“Al Mio Paese” è nato dietro le quinte di Sanremo 2024, un incontro di tre voci che si intrecciano in un racconto comune. Serena Brancale, Levante e Delia non parlano solo di nostalgia: raccontano il ritorno alle radici, quel legame profondo con la terra che ci ha formato. Tra volti familiari, piazze e ricordi, la loro canzone diventa un abbraccio autentico a ciò da cui veniamo, più di un semplice omaggio al passato.
Dietro le quinte di Sanremo: l’inizio di un sodalizio
La scintilla è scattata durante il Festival di Sanremo, quando Serena Brancale e Delia si sono esibite insieme in un emozionante duetto su “Bésame Mucho”, accompagnate dal raffinato Gregory Porter. Quell’incontro ha aperto la strada a qualcosa di più grande. Nei giorni successivi, hanno chiamato in gioco anche Levante, amica e collega, e così è nato il progetto che prende forma proprio da quei momenti intensi vissuti dietro le quinte.
“Al Mio Paese” è un viaggio nelle piccole grandi patrie personali di ciascuna: Levante porta con sé l’anima di Palagonia e Paternò, Delia richiama anch’essa la Sicilia, mentre Serena racconta la Puglia, e in particolare Bari Vecchia. Un intreccio di luoghi lontani ma sempre vivi nel cuore, un legame che rimane saldo anche quando la vita ti spinge altrove.
Serena racconta così il senso del brano: “Chi vive lontano lascia sempre un pezzo di sé nel paese natio. Puoi essere ovunque, nel posto più bello del mondo, ma appena puoi torni. Sempre.” È un sentimento che molti, soprattutto al Sud, conoscono bene: la nostalgia di casa che non si spegne mai.
Tradizione e memoria: le immagini di “Al Mio Paese”

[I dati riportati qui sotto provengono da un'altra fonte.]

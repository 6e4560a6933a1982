//! Batch statistics for a stored trajectory.
//!
//! Used after editing or importing a track, where the live session numbers
//! no longer apply. Elevation goes through the same filter as live
//! recording, so an untouched track reports the same totals it was recorded
//! with.

#[cfg(feature = "parallel")]
use rayon::prelude::*;
use serde::{Deserialize, Serialize};

use crate::config::ElevationConfig;
use crate::elevation::{ElevationFilter, ElevationSummary};
use crate::geo_utils::haversine_distance;
use crate::{Bounds, GpsPoint, TrackPoint};

/// Segments at or above this speed count as moving (m/s).
pub const MOVING_SPEED_MPS: f64 = 0.5;

#[derive(Debug, Clone, PartialEq, Serialize, Deserialize)]
#[cfg_attr(feature = "ffi", derive(uniffi::Record))]
pub struct TrackSummary {
    pub point_count: u32,
    pub distance_m: f64,
    pub elevation: ElevationSummary,
    /// First to last timestamp (ms)
    pub duration_ms: i64,
    /// Sum of segments walked at or above [`MOVING_SPEED_MPS`] (ms)
    pub moving_time_ms: i64,
    /// Distance over total duration (m/s)
    pub average_speed_mps: f64,
    /// Distance over moving time (m/s)
    pub moving_speed_mps: f64,
    pub bounds: Option<Bounds>,
}

impl TrackSummary {
    pub fn from_points(points: &[TrackPoint], config: &ElevationConfig) -> Self {
        let mut distance_m = 0.0;
        let mut moving_time_ms = 0i64;

        for pair in points.windows(2) {
            let d = haversine_distance(&pair[0].position(), &pair[1].position()).max(0.0);
            distance_m += d;

            let dt_ms = pair[1].timestamp_ms - pair[0].timestamp_ms;
            if dt_ms > 0 && d / (dt_ms as f64 / 1000.0) >= MOVING_SPEED_MPS {
                moving_time_ms += dt_ms;
            }
        }

        let duration_ms = match (points.first(), points.last()) {
            (Some(first), Some(last)) => (last.timestamp_ms - first.timestamp_ms).max(0),
            _ => 0,
        };

        let positions: Vec<GpsPoint> = points.iter().map(TrackPoint::position).collect();

        Self {
            point_count: points.len() as u32,
            distance_m,
            elevation: ElevationFilter::replay(points, config).summary(),
            duration_ms,
            moving_time_ms,
            average_speed_mps: speed(distance_m, duration_ms),
            moving_speed_mps: speed(distance_m, moving_time_ms),
            bounds: Bounds::from_points(&positions),
        }
    }
}

fn speed(distance_m: f64, ms: i64) -> f64 {
    if ms > 0 {
        distance_m / (ms as f64 / 1000.0)
    } else {
        0.0
    }
}

/// Summarize many stored tracks.
#[cfg(feature = "parallel")]
pub fn summarize_tracks(tracks: &[Vec<TrackPoint>], config: &ElevationConfig) -> Vec<TrackSummary> {
    tracks
        .par_iter()
        .map(|points| TrackSummary::from_points(points, config))
        .collect()
}

/// Summarize many stored tracks.
#[cfg(not(feature = "parallel"))]
pub fn summarize_tracks(tracks: &[Vec<TrackPoint>], config: &ElevationConfig) -> Vec<TrackSummary> {
    tracks
        .iter()
        .map(|points| TrackSummary::from_points(points, config))
        .collect()
}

Il testo scorre tra immagini semplici ma potenti: le madonne nelle chiese, le luci accese fino a tardi nelle piazze, le donne sedute fuori casa, i bambini che giocano per strada. Sono scene di vita quotidiana che raccontano la vitalità e la forza di comunità ancora legate a tradizioni antiche.
Si percepisce il richiamo a quei paesi del Sud che molti hanno lasciato per studiare o lavorare, ma che restano sempre un punto di riferimento, un porto sicuro a cui tornare. Sicilia, Calabria, Puglia: la lingua, l’accento, le abitudini familiari sono fili invisibili che uniscono queste terre.
Non mancano i riferimenti ai santi patroni e alle feste popolari, momenti che mescolano devozione e folklore, dando al brano un ritmo quasi palpabile. Qui il canto diventa racconto di identità profonde, fatte di fede, memoria e amore per la propria gente.
Delia, la nuova voce che conquista il palco italiano
Per Delia, questo progetto segna un passo avanti importante. Dopo l’apparizione a Sanremo e l’esperienza a X Factor, la giovane artista ha saputo farsi notare e guadagnarsi uno spazio nel panorama musicale italiano del 2024. A differenza di altri talenti che dopo un lampo spariscono, Delia sembra aver trovato la sua strada, grazie anche alla collaborazione con nomi affermati come Serena e Levante.
La sua voce, intensa e calda, unisce elementi tradizionali e moderni, conquistando un pubblico sempre più ampio. Partecipare a “Al Mio Paese” è per lei anche un modo per raccontare un legame profondo con la propria cultura, in linea con tante nuove realtà musicali italiane che guardano alle radici con uno sguardo contemporaneo.
Questo brano segna dunque un nuovo inizio per Delia, capace di muoversi con sicurezza tra passato e presente, e di parlare a chi ama le storie di vita e comunità.
Un omaggio al Sud che parla di comunità e identità
“Al Mio Paese” non è solo una canzone: è un piccolo manifesto dedicato a chi quei paesi li porta nel cuore, anche a distanza. Parla di feste patronali, di incontri tra vicini, di luci accese fino a notte fonda, di un tessuto sociale che resiste nonostante lo spopolamento e le difficoltà.
In un tempo in cui molti giovani lasciano i borghi alla ricerca di fortuna altrove, questo brano restituisce l’immagine di luoghi vivi, carichi di emozioni e di legami forti. È un riconoscimento collettivo, una carezza per chi si sente parte di quelle comunità, anche da lontano.
Dal punto di vista culturale, “Al Mio Paese” aiuta a mantenere vive le tradizioni regionali, usando un linguaggio musicale fresco e vicino alle nuove generazioni. Così la canzone diventa anche un segnale importante: un invito a non dimenticare mai da dove si viene, e a valorizzare le identità locali in un’Italia che cambia.